Entries provided:

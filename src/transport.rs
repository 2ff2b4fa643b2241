//! Trigger transport abstraction
//!
//! The transport is the session with whatever drives the controller
//! triggers. It must be started before use and stopped on shutdown. Every
//! send is fire-and-forget: there is no acknowledgement and failures are
//! never reported back to the caller.

use std::io::Write;
use std::sync::{Arc, Mutex};

use crate::effects::{EffectCommand, Target, MULTI_POSITION_ZONES};

/// Trigger effect session
pub trait TriggerTransport {
    /// Open the session
    ///
    /// Returns false if the session could not be established.
    fn start(&mut self) -> bool;

    /// Close the session
    fn stop(&mut self);

    fn disable(&mut self, target: Target);

    fn feedback(&mut self, target: Target, position: u8, strength: u8);

    fn weapon(&mut self, target: Target, mode: u8, position: u8, strength: u8);

    fn multi_position_feedback(&mut self, target: Target, strengths: &[u8; MULTI_POSITION_ZONES]);

    fn slope_feedback(
        &mut self,
        target: Target,
        mode: u8,
        start_strength: u8,
        end_strength: u8,
        curve: u8,
    );
}

impl<T: TriggerTransport + ?Sized> TriggerTransport for Box<T> {
    fn start(&mut self) -> bool {
        (**self).start()
    }

    fn stop(&mut self) {
        (**self).stop()
    }

    fn disable(&mut self, target: Target) {
        (**self).disable(target)
    }

    fn feedback(&mut self, target: Target, position: u8, strength: u8) {
        (**self).feedback(target, position, strength)
    }

    fn weapon(&mut self, target: Target, mode: u8, position: u8, strength: u8) {
        (**self).weapon(target, mode, position, strength)
    }

    fn multi_position_feedback(&mut self, target: Target, strengths: &[u8; MULTI_POSITION_ZONES]) {
        (**self).multi_position_feedback(target, strengths)
    }

    fn slope_feedback(
        &mut self,
        target: Target,
        mode: u8,
        start_strength: u8,
        end_strength: u8,
        curve: u8,
    ) {
        (**self).slope_feedback(target, mode, start_strength, end_strength, curve)
    }
}

/// Send one command through the matching transport operation
pub fn send_command<T: TriggerTransport + ?Sized>(transport: &mut T, command: &EffectCommand) {
    match *command {
        EffectCommand::Disable { target } => transport.disable(target),
        EffectCommand::Feedback {
            target,
            position,
            strength,
        } => transport.feedback(target, position, strength),
        EffectCommand::Weapon {
            target,
            mode,
            position,
            strength,
        } => transport.weapon(target, mode, position, strength),
        EffectCommand::MultiPositionFeedback {
            target,
            ref strengths,
        } => transport.multi_position_feedback(target, strengths),
        EffectCommand::SlopeFeedback {
            target,
            mode,
            start_strength,
            end_strength,
            curve,
        } => transport.slope_feedback(target, mode, start_strength, end_strength, curve),
    }
}

// ============================================================================
// Log Transport
// ============================================================================

/// Transport that only logs each command
///
/// Used when no output is configured, e.g. to dry-run a replay.
#[derive(Debug, Default)]
pub struct LogTransport {
    started: bool,
}

impl LogTransport {
    pub fn new() -> Self {
        Self::default()
    }

    pub fn is_started(&self) -> bool {
        self.started
    }
}

impl TriggerTransport for LogTransport {
    fn start(&mut self) -> bool {
        self.started = true;
        tracing::info!("Log transport started");
        true
    }

    fn stop(&mut self) {
        self.started = false;
        tracing::info!("Log transport stopped");
    }

    fn disable(&mut self, target: Target) {
        tracing::info!(%target, "Trigger effect: disable");
    }

    fn feedback(&mut self, target: Target, position: u8, strength: u8) {
        tracing::info!(%target, position, strength, "Trigger effect: feedback");
    }

    fn weapon(&mut self, target: Target, mode: u8, position: u8, strength: u8) {
        tracing::info!(%target, mode, position, strength, "Trigger effect: weapon");
    }

    fn multi_position_feedback(&mut self, target: Target, strengths: &[u8; MULTI_POSITION_ZONES]) {
        tracing::info!(%target, ?strengths, "Trigger effect: multi-position feedback");
    }

    fn slope_feedback(
        &mut self,
        target: Target,
        mode: u8,
        start_strength: u8,
        end_strength: u8,
        curve: u8,
    ) {
        tracing::info!(
            %target,
            mode,
            start_strength,
            end_strength,
            curve,
            "Trigger effect: slope feedback"
        );
    }
}

// ============================================================================
// JSON Lines Transport
// ============================================================================

/// Transport that writes each command as one JSON line
pub struct JsonLinesTransport<W: Write> {
    writer: W,
}

impl<W: Write> JsonLinesTransport<W> {
    pub fn new(writer: W) -> Self {
        Self { writer }
    }

    /// Consume the transport and return the writer
    pub fn into_inner(self) -> W {
        self.writer
    }

    fn write(&mut self, command: EffectCommand) {
        let result = serde_json::to_writer(&mut self.writer, &command)
            .map_err(std::io::Error::from)
            .and_then(|()| self.writer.write_all(b"\n"));

        if let Err(e) = result {
            tracing::debug!(error = %e, command = command.name(), "Failed to write trigger command");
        }
    }
}

impl<W: Write> TriggerTransport for JsonLinesTransport<W> {
    fn start(&mut self) -> bool {
        true
    }

    fn stop(&mut self) {
        if let Err(e) = self.writer.flush() {
            tracing::debug!(error = %e, "Failed to flush trigger command output");
        }
    }

    fn disable(&mut self, target: Target) {
        self.write(EffectCommand::Disable { target });
    }

    fn feedback(&mut self, target: Target, position: u8, strength: u8) {
        self.write(EffectCommand::Feedback {
            target,
            position,
            strength,
        });
    }

    fn weapon(&mut self, target: Target, mode: u8, position: u8, strength: u8) {
        self.write(EffectCommand::Weapon {
            target,
            mode,
            position,
            strength,
        });
    }

    fn multi_position_feedback(&mut self, target: Target, strengths: &[u8; MULTI_POSITION_ZONES]) {
        self.write(EffectCommand::MultiPositionFeedback {
            target,
            strengths: *strengths,
        });
    }

    fn slope_feedback(
        &mut self,
        target: Target,
        mode: u8,
        start_strength: u8,
        end_strength: u8,
        curve: u8,
    ) {
        self.write(EffectCommand::SlopeFeedback {
            target,
            mode,
            start_strength,
            end_strength,
            curve,
        });
    }
}

// ============================================================================
// Recording Transport
// ============================================================================

#[derive(Debug)]
struct Recording {
    commands: Vec<EffectCommand>,
    start_result: bool,
    starts: usize,
    stops: usize,
}

/// In-memory transport that records every command
///
/// Clones share the same recording, so a test can keep one handle while
/// the session owns another.
#[derive(Debug, Clone)]
pub struct RecordingTransport {
    recording: Arc<Mutex<Recording>>,
}

impl RecordingTransport {
    /// Create a recorder whose `start()` succeeds
    pub fn new() -> Self {
        Self::with_start_result(true)
    }

    /// Create a recorder whose `start()` returns `start_result`
    pub fn with_start_result(start_result: bool) -> Self {
        Self {
            recording: Arc::new(Mutex::new(Recording {
                commands: Vec::new(),
                start_result,
                starts: 0,
                stops: 0,
            })),
        }
    }

    /// Change the result of subsequent `start()` calls on every clone
    pub fn set_start_result(&self, start_result: bool) {
        self.with_recording(|r| r.start_result = start_result);
    }

    /// All commands recorded so far
    pub fn commands(&self) -> Vec<EffectCommand> {
        self.with_recording(|r| r.commands.clone())
    }

    /// Remove and return all recorded commands
    pub fn take(&self) -> Vec<EffectCommand> {
        self.with_recording(|r| std::mem::take(&mut r.commands))
    }

    pub fn start_count(&self) -> usize {
        self.with_recording(|r| r.starts)
    }

    pub fn stop_count(&self) -> usize {
        self.with_recording(|r| r.stops)
    }

    fn with_recording<R>(&self, f: impl FnOnce(&mut Recording) -> R) -> R {
        let mut guard = match self.recording.lock() {
            Ok(guard) => guard,
            Err(poisoned) => poisoned.into_inner(),
        };
        f(&mut guard)
    }

    fn record(&mut self, command: EffectCommand) {
        self.with_recording(|r| r.commands.push(command));
    }
}

impl Default for RecordingTransport {
    fn default() -> Self {
        Self::new()
    }
}

impl TriggerTransport for RecordingTransport {
    fn start(&mut self) -> bool {
        self.with_recording(|r| {
            r.starts += 1;
            r.start_result
        })
    }

    fn stop(&mut self) {
        self.with_recording(|r| r.stops += 1);
    }

    fn disable(&mut self, target: Target) {
        self.record(EffectCommand::Disable { target });
    }

    fn feedback(&mut self, target: Target, position: u8, strength: u8) {
        self.record(EffectCommand::Feedback {
            target,
            position,
            strength,
        });
    }

    fn weapon(&mut self, target: Target, mode: u8, position: u8, strength: u8) {
        self.record(EffectCommand::Weapon {
            target,
            mode,
            position,
            strength,
        });
    }

    fn multi_position_feedback(&mut self, target: Target, strengths: &[u8; MULTI_POSITION_ZONES]) {
        self.record(EffectCommand::MultiPositionFeedback {
            target,
            strengths: *strengths,
        });
    }

    fn slope_feedback(
        &mut self,
        target: Target,
        mode: u8,
        start_strength: u8,
        end_strength: u8,
        curve: u8,
    ) {
        self.record(EffectCommand::SlopeFeedback {
            target,
            mode,
            start_strength,
            end_strength,
            curve,
        });
    }
}

// ============================================================================
// Tests
// ============================================================================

To do: The answer must consist of every line above that holds the string "starts", copied exactly.

Exercise answer:
    starts: usize,
                starts: 0,
        self.with_recording(|r| r.starts)
            r.starts += 1;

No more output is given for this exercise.